New Drug Development in 2022: Progress, Challenges, and Prices

Thomas Roberts, MD, MSocSci, Farallon Capital Management, San Francisco, California


Fellow summary authored by Christopher Devine, MD, MBA

Dr. Roberts delivered a comprehensive and timely overview of how capital allocators, regulators, and markets contribute to drug pricing and value, culminating in a discussion on the newest drug pricing provisions passed in the Inflation Reduction Act of August 2022. The presentation began with a historical perspective on drug development – notably, that the rate of FDA new drug approvals has risen substantially over time (from <15/year in the 1970s to >35/year in the 2010s) and the median time to approval has dramatically shortened in recent years (from ~2 years in 1991 to <10 months in 2017). This is due in part to FDA programs that have shortened development times (e.g. Accelerated Approval and Real-Time Oncology Review). Over time, this higher rate of drug approvals has also been accompanied by a rise in R&D spending by pharmaceutical companies, but these R&D dollars have become less productive over that same period. Dr. Roberts discussed the structural challenges of the industry that lead to these outcomes: (1) constant rate of innovation, (2) inherent risks of drug development, (3) large pharma companies struggle to innovate, (4) R&D productivity focused on small companies, (5) crowded pipelines, and (6) smaller and more targeted drug launches.

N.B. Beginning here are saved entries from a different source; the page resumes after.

//! Stripe API client implementation.

use reqwest::{Client, StatusCode, Url};
use std::time::Duration;

use super::types::{Balance, StripeErrorResponse};

/// Error type for Stripe operations.
#[derive(Debug, thiserror::Error)]
pub enum StripeError {
    /// HTTP request failed.
    #[error("HTTP error: {0}")]
    Http(#[from] reqwest::Error),

    /// Stripe API returned an error.
    #[error("Stripe API error: {error_type} - {message}")]
    Api {
        /// Error type.
        error_type: String,
        /// Error message.
        message: String,
        /// Error code.
        code: Option<String>,
    },

    /// Serialization error.
    #[error("Serialization error: {0}")]
    Serialization(#[from] serde_json::Error),

    /// The configured API base is not a usable URL.
    #[error("Invalid API base URL: {0}")]
    InvalidBaseUrl(String),
}

/// Client construction options.
#[derive(Debug, Clone)]
pub struct ClientOptions {
    /// API base URL, without trailing slash.
    pub base_url: String,
    /// Request timeout in seconds.
    pub timeout_seconds: u64,
}

impl Default for ClientOptions {
    fn default() -> Self {
        Self {
            base_url: StripeClient::BASE_URL.to_string(),
            timeout_seconds: 30,
        }
    }
}

/// Status and raw body of a processor call.
///
/// The body is kept verbatim so the host can store it in its transaction log.
#[derive(Debug, Clone)]
pub struct ProcessorResponse {
    /// HTTP status code.
    pub status: StatusCode,
    /// Raw response body.
    pub body: String,
}

impl ProcessorResponse {
    /// ID of the created resource.
    ///
    /// `Some` only when the status is 200 and the body decodes to an object
    /// with a non-empty string `id`.
    #[must_use]
    pub fn resource_id(&self) -> Option<String> {
        if self.status != StatusCode::OK {
            return None;
        }
        let value: serde_json::Value = serde_json::from_str(&self.body).ok()?;
        value
            .get("id")
            .and_then(serde_json::Value::as_str)
            .filter(|id| !id.is_empty())
            .map(str::to_string)
    }

    /// Decode the body.
    ///
    /// # Errors
    ///
    /// Returns `StripeError::Serialization` if the body does not match `T`.
    pub fn json<T: serde::de::DeserializeOwned>(&self) -> Result<T, StripeError> {
        Ok(serde_json::from_str(&self.body)?)
    }

    /// Short description of a Stripe error body, for logging.
    #[must_use]
    pub fn error_summary(&self) -> Option<String> {
        let parsed: StripeErrorResponse = serde_json::from_str(&self.body).ok()?;
        Some(match parsed.error.code {
            Some(code) => format!("{}/{code}: {}", parsed.error.error_type, parsed.error.message),
            None => format!("{}: {}", parsed.error.error_type, parsed.error.message),
        })
    }
}

/// Card payment source for attaching to a customer.
#[derive(Clone, Copy)]
pub enum CardSource<'a> {
    /// Token created by the browser tokenization script.
    Token(&'a str),
    /// Raw card details.
    Card {
        /// Card number.
        number: &'a str,
        /// Two-digit expiry month.
        exp_month: &'a str,
        /// Expiry year.
        exp_year: &'a str,
        /// Card verification code.
        cvc: &'a str,
    },
}

impl std::fmt::Debug for CardSource<'_> {
    fn fmt(&self, f: &mut std::fmt::Formatter<'_>) -> std::fmt::Result {
        match self {
            Self::Token(token) => f.debug_tuple("Token").field(token).finish(),
            Self::Card { .. } => f.write_str("Card(<redacted>)"),
        }
    }
}

impl CardSource<'_> {
    fn append_form(&self, params: &mut Vec<(&'static str, String)>) {
        match *self {
            Self::Token(token) => params.push(("source", token.to_string())),
            Self::Card {
                number,
                exp_month,
                exp_year,
                cvc,
            } => {
                params.push(("source[object]", "card".to_string()));
                params.push(("source[number]", number.to_string()));
                params.push(("source[exp_month]", exp_month.to_string()));
                params.push(("source[exp_year]", exp_year.to_string()));
                params.push(("source[cvc]", cvc.to_string()));
            }
        }
    }
}

/// Stripe API client.
#[derive(Clone)]
pub struct StripeClient {
    client: Client,
    api_key: String,
    base_url: Url,
}

impl std::fmt::Debug for StripeClient {
    fn fmt(&self, f: &mut std::fmt::Formatter<'_>) -> std::fmt::Result {
        f.debug_struct("StripeClient")
            .field("base_url", &self.base_url.as_str())
            .finish_non_exhaustive()
    }
}

impl StripeClient {
    /// Stripe API base URL.
    pub const BASE_URL: &'static str = "https://api.stripe.com/v1";

    /// Create a new Stripe client.
    ///
    /// # Arguments
    ///
    /// * `api_key` - Stripe secret API key (`sk_test_...` or `sk_live_...`)
    ///
    /// # Errors
    ///
    /// Returns an error if the HTTP client cannot be built.
    pub fn new(api_key: impl Into<String>) -> Result<Self, StripeError> {
        Self::with_options(api_key, ClientOptions::default())
    }

    /// Create a new Stripe client with custom options.
    ///
    /// # Errors
    ///
    /// Returns an error if the HTTP client cannot be built or the base URL
    /// does not parse.
    pub fn with_options(
        api_key: impl Into<String>,
        options: ClientOptions,
    ) -> Result<Self, StripeError> {
        let client = Client::builder()
            .timeout(Duration::from_secs(options.timeout_seconds))
            .build()?;

        let base_url = Url::parse(&options.base_url)
            .map_err(|e| StripeError::InvalidBaseUrl(format!("{}: {e}", options.base_url)))?;
        if base_url.cannot_be_a_base() {
            return Err(StripeError::InvalidBaseUrl(options.base_url));
        }

        Ok(Self {
            client,
            api_key: api_key.into(),
            base_url,
        })
    }

    /// Build an endpoint URL. Each segment is percent-encoded on its own, so
    /// ids containing `/`, `?` or `..` stay inside their segment.
    fn endpoint(&self, segments: &[&str]) -> Result<Url, StripeError> {
        let mut url = self.base_url.clone();
        url.path_segments_mut()
            .map_err(|()| StripeError::InvalidBaseUrl(self.base_url.to_string()))?
            .pop_if_empty()
            .extend(segments);
        Ok(url)
    }

    /// Create a charge against a customer's default card.
    ///
    /// # Arguments
    ///
    /// * `amount_minor` - Amount in minor units
    /// * `currency` - Lowercase ISO currency code
    /// * `customer_id` - Stripe customer ID
    /// * `description` - Charge description
    pub async fn create_charge(
        &self,
        amount_minor: i64,
        currency: &str,
        customer_id: &str,
        description: &str,
    ) -> Result<ProcessorResponse, StripeError> {
        let params = vec![
            ("amount", amount_minor.to_string()),
            ("currency", currency.to_string()),
            ("customer", customer_id.to_string()),
            ("description", description.to_string()),
        ];

        tracing::debug!(
            amount_minor = %amount_minor,
            currency = %currency,
            customer_id = %customer_id,
            "Creating Stripe charge"
        );

        let response = self
            .client
            .post(self.endpoint(&["charges"])?)
            .basic_auth(&self.api_key, Option::<&str>::None)
            .form(&params)
            .send()
            .await?;

        Self::read_response(response).await
    }

    /// Refund a charge, in full when `amount_minor` is `None`.
    pub async fn create_refund(
        &self,
        charge_id: &str,
        amount_minor: Option<i64>,
    ) -> Result<ProcessorResponse, StripeError> {
        let mut params = vec![("charge", charge_id.to_string())];
        if let Some(amount) = amount_minor {
            params.push(("amount", amount.to_string()));
        }

        tracing::debug!(charge_id = %charge_id, amount_minor = ?amount_minor, "Creating Stripe refund");

        let response = self
            .client
            .post(self.endpoint(&["refunds"])?)
            .basic_auth(&self.api_key, Option::<&str>::None)
            .form(&params)
            .send()
            .await?;

        Self::read_response(response).await
    }

    /// Create a customer with a card attached.
    pub async fn create_customer(
        &self,
        email: &str,
        source: CardSource<'_>,
    ) -> Result<ProcessorResponse, StripeError> {
        let mut params = vec![("email", email.to_string())];
        source.append_form(&mut params);

        let response = self
            .client
            .post(self.endpoint(&["customers"])?)
            .basic_auth(&self.api_key, Option::<&str>::None)
            .form(&params)
            .send()
            .await?;

        Self::read_response(response).await
    }

    /// Replace the default card of an existing customer.
    pub async fn update_customer(
        &self,
        customer_id: &str,
        email: &str,
        source: CardSource<'_>,
    ) -> Result<ProcessorResponse, StripeError> {
        let mut params = vec![("email", email.to_string())];
        source.append_form(&mut params);

        let response = self
            .client
            .post(self.endpoint(&["customers", customer_id])?)
            .basic_auth(&self.api_key, Option::<&str>::None)
            .form(&params)
            .send()
            .await?;

        Self::read_response(response).await
    }

    /// Detach a card from a customer.
    pub async fn delete_source(
        &self,
        customer_id: &str,
        source_id: &str,
    ) -> Result<ProcessorResponse, StripeError> {
        let response = self
            .client
            .delete(self.endpoint(&["customers", customer_id, "sources", source_id])?)
            .basic_auth(&self.api_key, Option::<&str>::None)
            .send()
            .await?;

        Self::read_response(response).await
    }

    /// Retrieve the account balance.
    pub async fn retrieve_balance(&self) -> Result<Balance, StripeError> {
        let response = self
            .client
            .get(self.endpoint(&["balance"])?)
            .basic_auth(&self.api_key, Option::<&str>::None)
            .send()
            .await?;

        let response = Self::read_response(response).await?;
        if response.status.is_success() {
            return response.json();
        }

        match response.json::<StripeErrorResponse>() {
            Ok(stripe_error) => Err(StripeError::Api {
                error_type: stripe_error.error.error_type,
                message: stripe_error.error.message,
                code: stripe_error.error.code,
            }),
            Err(_) => Err(StripeError::Api {
                error_type: "unknown".to_string(),
                message: format!("HTTP {}", response.status),
                code: None,
            }),
        }
    }

    /// Capture status and body without interpreting them.
    async fn read_response(response: reqwest::Response) -> Result<ProcessorResponse, StripeError> {
        let status = response.status();
        let body = response.text().await?;
        Ok(ProcessorResponse { status, body })
    }
}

Many of these structural challenges have led to a state in which the U.S. charges substantially higher drug prices compared to the rest of the world, effectively subsidizing biotechnology R&D. Drug costs can be measured on a relatively similar scale as some of the most expensive substances on earth, and the cost per year of life saved has also risen dramatically over the past two decades. As a result, drug pricing has naturally become a flashpoint in U.S. politics, culminating most recently in the Inflation Reduction Act. This new law outlines the following major provisions:

  1. Medicare negotiation for a specified number of high-cost drugs without generic or biosimilar equivalents that are nine (small molecules) or 13 (biologics) or more years from FDA approval (excluding drugs produced by small biotech companies)
  2. Inflation rebates if drug manufacturers increase prices faster than inflation for drugs used by Medicare beneficiaries
  3. Medicare Part D out-of-pocket caps ($2,000 cap on spending)
  4. Cost sharing for insulin limited to $35 per month

These provisions are likely to decrease the number of new drugs approved over time, and may have other implications as well (e.g. manufacturers may increase drug launch prices to overcome inflation rebates). There remains a major divide between prices in the U.S. and EU, with no easy answers that do not involve stifling innovation. Potential changes in pricing models over time may be part of the answer, particularly as new classes of drugs emerge such as gene therapy and gene editing. Dr. Roberts did a terrific job introducing us to a framework for thinking about drug value and how drug pricing will continue to evolve in the future.